Now, it might be all this has been done (though the no point comment suggests not), but it's odd not to mention it if so?

And her son sounds like he was sent to the head for a repeated disciplinary offence, not really that the school arranged a sneaky meeting behind her back. And if she is constantly undermining them by ignoring the rules then that was bound to happen sooner or later.
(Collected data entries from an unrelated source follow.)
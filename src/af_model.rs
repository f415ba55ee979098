/*!
# Allele Frequency Calculation Model
The shared contract for every strategy that turns per-sample genotype likelihoods into a posterior over the cohort alternate allele count.
A strategy fills a log10 posterior vector for AF = 0..=2N, and afterwards translates a caller-chosen AF into per-sample genotype calls.
Choosing the AF is up to the caller.
*/

use indexmap::IndexMap;
use serde::Serialize;
use strum_macros::EnumString;

use crate::af_matrix::AfMatrixError;
use crate::data_types::genotype_call::GenotypeCall;
use crate::data_types::genotype_likelihoods::BiallelicGenotypeLikelihoods;
use crate::grid_search::GridSearchEstimator;

/// Marks posterior entries that were never evaluated, compares below any real log10 value
pub const VALUE_NOT_CALCULATED: f64 = -f64::MAX;

#[derive(thiserror::Error, Debug)]
pub enum AfCalcError {
    #[error("the {model} allele frequency model is not supported")]
    UnsupportedModel { model: AfCalculationModel },
    #[error("{num_samples} samples exceeds the calculator capacity of {capacity}")]
    TooManySamples { num_samples: usize, capacity: usize },
    #[error("{label} vector has length {found}, expected at least {expected}")]
    VectorLength { label: &'static str, found: usize, expected: usize },
    #[error("no genotype likelihoods were provided for sample \"{sample}\"")]
    MissingLikelihoods { sample: String },
    #[error("allele frequency {frequency} was not evaluated, maximum evaluated was {max_visited:?}")]
    FrequencyNotVisited { frequency: usize, max_visited: Option<usize> },
    #[error("matrix error: {0}")]
    Matrix(#[from] AfMatrixError)
}

/// The available allele frequency estimation strategies
#[derive(Clone, Copy, Debug, Default, PartialEq, Eq, strum_macros::Display, EnumString, Serialize, clap::ValueEnum)]
pub enum AfCalculationModel {
    /// Exhaustive enumeration of genotype assignments
    #[strum(ascii_case_insensitive, serialize = "exact")]
    #[clap(name = "exact")]
    Exact,
    /// Greedy incremental search over genotype assignments
    #[default]
    #[strum(ascii_case_insensitive, serialize = "grid_search")]
    #[clap(name = "grid_search")]
    GridSearch
}

/// Capability surface shared by every estimation strategy
pub trait AlleleFrequencyCalculator {
    /// Fills `log10_posteriors[af]` with log10 P(data | af) + `log10_priors[af]` for af in 0..=2N.
    /// Entries a strategy chooses not to evaluate are left at `VALUE_NOT_CALCULATED`.
    /// # Arguments
    /// * `gls` - one record per sample, sample identifiers must be unique
    /// * `log10_priors` - prior per allele frequency, at least 2N+1 long; it is not re-normalized
    /// * `log10_posteriors` - pre-allocated output, at least 2N+1 long
    /// # Errors
    /// * if the inputs violate the contract (lengths, capacity, duplicates)
    /// * if an internal invariant of the strategy breaks
    fn compute_posteriors(&mut self, gls: &[BiallelicGenotypeLikelihoods], log10_priors: &[f64], log10_posteriors: &mut [f64]) -> Result<(), AfCalcError>;

    /// Translates a chosen allele frequency from the last `compute_posteriors(...)` into per-sample calls.
    /// # Arguments
    /// * `gls` - the same records provided to `compute_posteriors(...)`
    /// * `chosen_af` - an allele frequency that was actually evaluated
    /// # Errors
    /// * if `chosen_af` was never evaluated
    /// * if a loaded sample is missing from `gls`
    fn call_genotypes(&self, gls: &[BiallelicGenotypeLikelihoods], chosen_af: usize) -> Result<IndexMap<String, GenotypeCall>, AfCalcError>;
}

/// Builds the calculator for a given model.
/// # Arguments
/// * `model` - the selected strategy
/// * `max_samples` - the largest cohort the calculator will see
/// # Errors
/// * if the model is not implemented
pub fn build_calculator(model: AfCalculationModel, max_samples: usize) -> Result<Box<dyn AlleleFrequencyCalculator + Send>, AfCalcError> {
    match model {
        AfCalculationModel::Exact => Err(AfCalcError::UnsupportedModel { model }),
        AfCalculationModel::GridSearch => Ok(Box::new(GridSearchEstimator::new(max_samples)))
    }
}

/// A single observation (e.g. a base) in a pileup; usability is decided by whoever produced it
pub trait PileupObservation {
    /// Returns true if this observation should count towards depth
    fn is_usable(&self) -> bool;
}

/// Counts the usable observations in a pileup
/// # Arguments
/// * `pileup` - the observations at a site for one sample
pub fn filtered_depth<'a, T, I>(pileup: I) -> usize
where
    T: PileupObservation + 'a,
    I: IntoIterator<Item = &'a T>
{
    pileup.into_iter()
        .filter(|p| p.is_usable())
        .count()
}
use bio::stats::{LogProb, Prob};
use std::f64::consts::LN_10;

/// Returns the index of the largest value, keeping the first one on ties.
/// Returns None for an empty slice.
/// # Arguments
/// * `values` - the values to scan
pub fn max_element_index(values: &[f64]) -> Option<usize> {
    let mut best: Option<usize> = None;
    for (i, &v) in values.iter().enumerate() {
        match best {
            Some(b) if v <= values[b] => {},
            _ => best = Some(i)
        }
    }
    best
}

/// Converts a log10-scaled value into a natural log probability
pub fn log10_to_log_prob(log10_value: f64) -> LogProb {
    LogProb(log10_value * LN_10)
}

/// Converts a natural log probability back into log10 scale
pub fn log_prob_to_log10(log_prob: LogProb) -> f64 {
    *log_prob / LN_10
}

/// Computes log10(sum(10^v)) without leaving the log domain.
/// Returns negative infinity for an empty slice or when every value is negative infinity.
/// # Arguments
/// * `log10_values` - log10-scaled values
pub fn log10_sum_exp(log10_values: &[f64]) -> f64 {
    let log_probs: Vec<LogProb> = log10_values.iter()
        .map(|&v| log10_to_log_prob(v))
        .collect();
    log_prob_to_log10(LogProb::ln_sum_exp(&log_probs))
}

/// Converts log10-scaled values into a normalized probability distribution.
/// If nothing has support, the result is uniform.
/// # Arguments
/// * `log10_values` - log10-scaled values
pub fn normalize_from_log10<const N: usize>(log10_values: &[f64; N]) -> [f64; N] {
    let log_probs: [LogProb; N] = log10_values.map(log10_to_log_prob);
    let total = LogProb::ln_sum_exp(&log_probs);
    if total == LogProb::ln_zero() {
        return [1.0 / N as f64; N];
    }
    log_probs.map(|lp| *Prob::from(LogProb(*lp - *total)))
}
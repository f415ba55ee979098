/*!
# Site Caller
Drives an allele frequency calculator for one site at a time.
This is where the allele frequency is actually chosen (the maximum posterior), and the chosen value is turned into genotype calls.

## Example usage
```rust
use gridaf::data_types::genotype::DiploidGenotype;
use gridaf::data_types::genotype_likelihoods::BiallelicGenotypeLikelihoods;
use gridaf::priors::PriorModel;
use gridaf::site_caller::{SiteCaller, SiteCallerConfigBuilder};

let config = SiteCallerConfigBuilder::default()
    .prior_model(PriorModel::Flat)
    .build().unwrap();
let mut caller = SiteCaller::new(config, 2).unwrap();

let gls = vec![
    BiallelicGenotypeLikelihoods::new("a".to_string(), b"A".to_vec(), b"G".to_vec(), [-0.1, -3.0, -6.0]).unwrap(),
    BiallelicGenotypeLikelihoods::new("b".to_string(), b"A".to_vec(), b"G".to_vec(), [-5.0, -1.0, -0.2]).unwrap(),
];
let result = caller.call_site("site_1", &gls).unwrap();
assert_eq!(result.allele_frequency().alt_alleles(), 2);
assert_eq!(result.calls()["b"].genotype(), DiploidGenotype::HomozygousB);
```
*/

use anyhow::{ensure, Context};
use bio::stats::PHREDProb;
use derive_builder::Builder;
use indexmap::IndexMap;
use log::debug;
use rustc_hash::FxHashMap;
use serde::Serialize;

use crate::af_model::{build_calculator, AfCalcError, AfCalculationModel, AlleleFrequencyCalculator, VALUE_NOT_CALCULATED};
use crate::data_types::genotype_call::GenotypeCall;
use crate::data_types::genotype_likelihoods::BiallelicGenotypeLikelihoods;
use crate::priors::{build_priors, PriorModel};
use crate::util::math::{log10_sum_exp, log10_to_log_prob, max_element_index};

/// Default expected heterozygosity for the neutral prior
pub const DEFAULT_HETEROZYGOSITY: f64 = 0.001;

/// Controls how each site is calculated
#[derive(Builder, Clone, Copy, Debug, Serialize)]
#[builder(default)]
pub struct SiteCallerConfig {
    /// the allele frequency strategy
    model: AfCalculationModel,
    /// the allele frequency prior
    prior_model: PriorModel,
    /// expected heterozygosity, only used by the neutral prior
    heterozygosity: f64
}

impl Default for SiteCallerConfig {
    fn default() -> Self {
        Self {
            model: AfCalculationModel::GridSearch,
            prior_model: PriorModel::InfiniteSitesNeutral,
            heterozygosity: DEFAULT_HETEROZYGOSITY
        }
    }
}

impl SiteCallerConfig {
    // mostly getters
    pub fn model(&self) -> AfCalculationModel {
        self.model
    }

    pub fn prior_model(&self) -> PriorModel {
        self.prior_model
    }

    pub fn heterozygosity(&self) -> f64 {
        self.heterozygosity
    }
}

/// The allele frequency selected for a site, with the normalized evidence for a variant
#[derive(Clone, Copy, Debug, PartialEq, Serialize)]
pub struct CalculatedAlleleFrequency {
    /// Normalized log10 P(AF = 0 | data)
    log10_p_ref: f64,
    /// Normalized log10 P(AF > 0 | data)
    log10_p_non_ref: f64,
    /// The alternate allele count with the maximum posterior
    alt_alleles: usize
}

impl CalculatedAlleleFrequency {
    /// Picks the maximum posterior and normalizes over every evaluated frequency.
    /// Returns None if nothing was evaluated.
    /// # Arguments
    /// * `log10_posteriors` - output of an allele frequency calculator
    pub fn from_posteriors(log10_posteriors: &[f64]) -> Option<Self> {
        let calculated: Vec<f64> = log10_posteriors.iter()
            .map(|&p| if p == VALUE_NOT_CALCULATED { f64::NEG_INFINITY } else { p })
            .collect();
        let alt_alleles = max_element_index(&calculated)?;
        if calculated[alt_alleles] == f64::NEG_INFINITY {
            return None;
        }

        let log10_total = log10_sum_exp(&calculated);
        let log10_p_ref = calculated[0] - log10_total;
        let log10_p_non_ref = log10_sum_exp(&calculated[1..]) - log10_total;
        Some(Self {
            log10_p_ref,
            log10_p_non_ref,
            alt_alleles
        })
    }

    /// Phred-scaled confidence that the site is variant, -10 * log10 P(AF = 0 | data)
    pub fn phred_quality(&self) -> f64 {
        *PHREDProb::from(log10_to_log_prob(self.log10_p_ref))
    }

    // getters
    pub fn log10_p_ref(&self) -> f64 {
        self.log10_p_ref
    }

    pub fn log10_p_non_ref(&self) -> f64 {
        self.log10_p_non_ref
    }

    pub fn alt_alleles(&self) -> usize {
        self.alt_alleles
    }
}

/// Everything we learned about a single site
#[derive(Clone, Debug, Serialize)]
pub struct SiteResult {
    /// Identifier of the site from the input
    site_id: String,
    /// Number of samples at the site
    num_samples: usize,
    /// log10 posterior per allele frequency, not-calculated entries included
    log10_posteriors: Vec<f64>,
    /// The chosen allele frequency
    allele_frequency: CalculatedAlleleFrequency,
    /// Highest allele frequency that was evaluated
    max_evaluated_af: usize,
    /// Per-sample calls at the chosen allele frequency, in input order
    calls: IndexMap<String, GenotypeCall>
}

impl SiteResult {
    /// Returns true if the calculation stopped before AF = 2N
    pub fn exited_early(&self) -> bool {
        self.max_evaluated_af < 2 * self.num_samples
    }

    // getters
    pub fn site_id(&self) -> &str {
        &self.site_id
    }

    pub fn num_samples(&self) -> usize {
        self.num_samples
    }

    pub fn log10_posteriors(&self) -> &[f64] {
        &self.log10_posteriors
    }

    pub fn allele_frequency(&self) -> &CalculatedAlleleFrequency {
        &self.allele_frequency
    }

    pub fn max_evaluated_af(&self) -> usize {
        self.max_evaluated_af
    }

    pub fn calls(&self) -> &IndexMap<String, GenotypeCall> {
        &self.calls
    }
}

/// Owns one calculator; intended to live on a single worker thread and be re-used for many sites
pub struct SiteCaller {
    /// The settings for this caller
    config: SiteCallerConfig,
    /// The underlying strategy
    calculator: Box<dyn AlleleFrequencyCalculator + Send>,
    /// Cached prior vectors, keyed by cohort size
    prior_cache: FxHashMap<usize, Vec<f64>>
}

impl SiteCaller {
    /// Constructor
    /// # Arguments
    /// * `config` - the caller settings
    /// * `max_samples` - the largest cohort that will be provided
    /// # Errors
    /// * if the configured model is not available
    pub fn new(config: SiteCallerConfig, max_samples: usize) -> Result<Self, AfCalcError> {
        let calculator = build_calculator(config.model(), max_samples)?;
        Ok(Self {
            config,
            calculator,
            prior_cache: Default::default()
        })
    }

    /// Runs the full calculation for a site and calls genotypes at the maximum posterior allele frequency.
    /// # Arguments
    /// * `site_id` - label for the site, used in messages and output
    /// * `gls` - one record per sample
    /// # Errors
    /// * if the priors cannot be built
    /// * if the calculator reports a contract or invariant violation
    pub fn call_site(&mut self, site_id: &str, gls: &[BiallelicGenotypeLikelihoods]) -> anyhow::Result<SiteResult> {
        let num_samples = gls.len();
        if !self.prior_cache.contains_key(&num_samples) {
            let priors = build_priors(self.config.prior_model(), num_samples, self.config.heterozygosity())
                .with_context(|| format!("Error while building priors for {site_id}:"))?;
            self.prior_cache.insert(num_samples, priors);
        }
        let log10_priors = &self.prior_cache[&num_samples];

        let mut log10_posteriors = vec![VALUE_NOT_CALCULATED; 2 * num_samples + 1];
        self.calculator.compute_posteriors(gls, log10_priors, &mut log10_posteriors)
            .with_context(|| format!("Error while computing posteriors for {site_id}:"))?;

        let allele_frequency = CalculatedAlleleFrequency::from_posteriors(&log10_posteriors)
            .with_context(|| format!("No allele frequency was evaluated for {site_id}"))?;
        let max_evaluated_af = log10_posteriors.iter()
            .rposition(|&p| p != VALUE_NOT_CALCULATED)
            .unwrap_or(0);
        debug!("{site_id}: AF={} of {} (evaluated up to {max_evaluated_af}), log10 P(non-ref)={}",
            allele_frequency.alt_alleles(), 2 * num_samples, allele_frequency.log10_p_non_ref());

        let calls = self.calculator.call_genotypes(gls, allele_frequency.alt_alleles())
            .with_context(|| format!("Error while calling genotypes for {site_id}:"))?;
        let called_alt_alleles: usize = calls.values()
            .map(|c| c.genotype().alt_count())
            .sum();
        ensure!(
            called_alt_alleles == allele_frequency.alt_alleles(),
            "Genotype calls for {site_id} carry {called_alt_alleles} alternate alleles, expected {}",
            allele_frequency.alt_alleles()
        );

        Ok(SiteResult {
            site_id: site_id.to_string(),
            num_samples,
            log10_posteriors,
            allele_frequency,
            max_evaluated_af,
            calls
        })
    }

    pub fn config(&self) -> &SiteCallerConfig {
        &self.config
    }
}

#[cfg(test)]
mod tests {
    use super::*;
    use approx_eq::assert_approx_eq;

    use crate::data_types::genotype::DiploidGenotype;

    fn build_gl(sample: &str, likelihoods: [f64; 3]) -> BiallelicGenotypeLikelihoods {
        BiallelicGenotypeLikelihoods::new(sample.to_string(), b"A".to_vec(), b"G".to_vec(), likelihoods).unwrap()
    }

    fn flat_caller(max_samples: usize) -> SiteCaller {
        let config = SiteCallerConfigBuilder::default()
            .prior_model(PriorModel::Flat)
            .build().unwrap();
        SiteCaller::new(config, max_samples).unwrap()
    }

    #[test]
    fn test_calculated_af() {
        let af = CalculatedAlleleFrequency::from_posteriors(&[-1.0, -2.0, -5.0]).unwrap();
        assert_eq!(af.alt_alleles(), 0);
        let total: f64 = 0.1 + 0.01 + 0.00001;
        assert_approx_eq!(af.log10_p_ref(), (0.1 / total).log10());
        assert_approx_eq!(af.log10_p_non_ref(), (0.01001 / total).log10());
        assert_approx_eq!(af.phred_quality(), -10.0 * (0.1 / total).log10());

        // sentinels are ignored, ties keep the lowest frequency
        let af = CalculatedAlleleFrequency::from_posteriors(&[-3.0, -1.0, -1.0, VALUE_NOT_CALCULATED]).unwrap();
        assert_eq!(af.alt_alleles(), 1);

        assert!(CalculatedAlleleFrequency::from_posteriors(&[]).is_none());
        assert!(CalculatedAlleleFrequency::from_posteriors(&[VALUE_NOT_CALCULATED]).is_none());
    }

    #[test]
    fn test_call_site_flat() {
        let mut caller = flat_caller(2);
        let gls = vec![
            build_gl("a", [-0.1, -3.0, -6.0]),
            build_gl("b", [-5.0, -1.0, -0.2]),
        ];
        let result = caller.call_site("chr1:100", &gls).unwrap();
        assert_eq!(result.site_id(), "chr1:100");
        assert_eq!(result.num_samples(), 2);
        assert_eq!(result.log10_posteriors().len(), 5);
        assert_eq!(result.allele_frequency().alt_alleles(), 2);
        assert_eq!(result.calls()["a"].genotype(), DiploidGenotype::HomozygousA);
        assert_eq!(result.calls()["b"].genotype(), DiploidGenotype::HomozygousB);
        assert_approx_eq!(result.calls()["b"].confidence(), 0.8);
        assert!(!result.exited_early());
    }

    #[test]
    fn test_call_site_neutral_prior() {
        let config = SiteCallerConfigBuilder::default()
            .heterozygosity(0.01)
            .build().unwrap();
        assert_eq!(config.prior_model(), PriorModel::InfiniteSitesNeutral);
        let mut caller = SiteCaller::new(config, 3).unwrap();

        // weak evidence for a het in one sample is overridden by the prior
        let gls = vec![
            build_gl("a", [-0.5, -0.3, -3.0]),
            build_gl("b", [0.0, -3.0, -6.0]),
            build_gl("c", [0.0, -3.0, -6.0]),
        ];
        let result = caller.call_site("site", &gls).unwrap();
        assert_eq!(result.allele_frequency().alt_alleles(), 0);
        let call = &result.calls()["a"];
        assert_eq!(call.genotype(), DiploidGenotype::HomozygousA);
        assert!(call.confidence() >= 0.0);

        // second site with a different size uses a different prior
        let result = caller.call_site("site2", &gls[..1]).unwrap();
        assert_eq!(result.log10_posteriors().len(), 3);
    }

    #[test]
    fn test_call_site_early_exit() {
        let mut caller = flat_caller(3);
        let gls = vec![
            build_gl("a", [0.0, -5.0, -10.0]),
            build_gl("b", [0.0, -5.0, -10.0]),
            build_gl("c", [0.0, -5.0, -10.0]),
        ];
        let result = caller.call_site("site", &gls).unwrap();
        assert_eq!(result.max_evaluated_af(), 2);
        assert!(result.exited_early());
        assert_eq!(result.allele_frequency().alt_alleles(), 0);
        assert_eq!(result.calls().len(), 3);
    }

    #[test]
    fn test_unsupported_model() {
        let config = SiteCallerConfigBuilder::default()
            .model(AfCalculationModel::Exact)
            .build().unwrap();
        assert!(SiteCaller::new(config, 1).is_err());
    }

    #[test]
    fn test_too_many_samples() {
        let mut caller = flat_caller(1);
        let gls = vec![
            build_gl("a", [-0.1, -3.0, -6.0]),
            build_gl("b", [-5.0, -1.0, -0.2]),
        ];
        assert!(caller.call_site("site", &gls).is_err());
    }
}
rabbitstew · 08/07/2013 21:04

The idea of making a fuss about what a child drinks when the important thing is that he drinks is what seems absurd to me. His health and wellbeing is more important than pointing out that he is lucky not to live in the developing world and should grovel in gratitude that he has anything to drink at all. What the developing world has to do with a school rule that a child is only allowed to drink water when there are myriad other options available that are more palatable, I don't know. It is just an inflexible school rule that is in this case is being managed by the school in such a way that a child's health is suffering. The school has not imposed the rule to remind children how lucky they are to have water available in this country and to turn it into that issue just to force him to drink the water is pretty childish, illogical behaviour on the part of the adult, because it makes no difference to a child in the developing world WHAT this child drinks. If he had to live in the developing world, then he would have to have migraines all the time, because he wouldn't have enough water OR squash available. In what way does this knowledge help him drink the unpalatable water?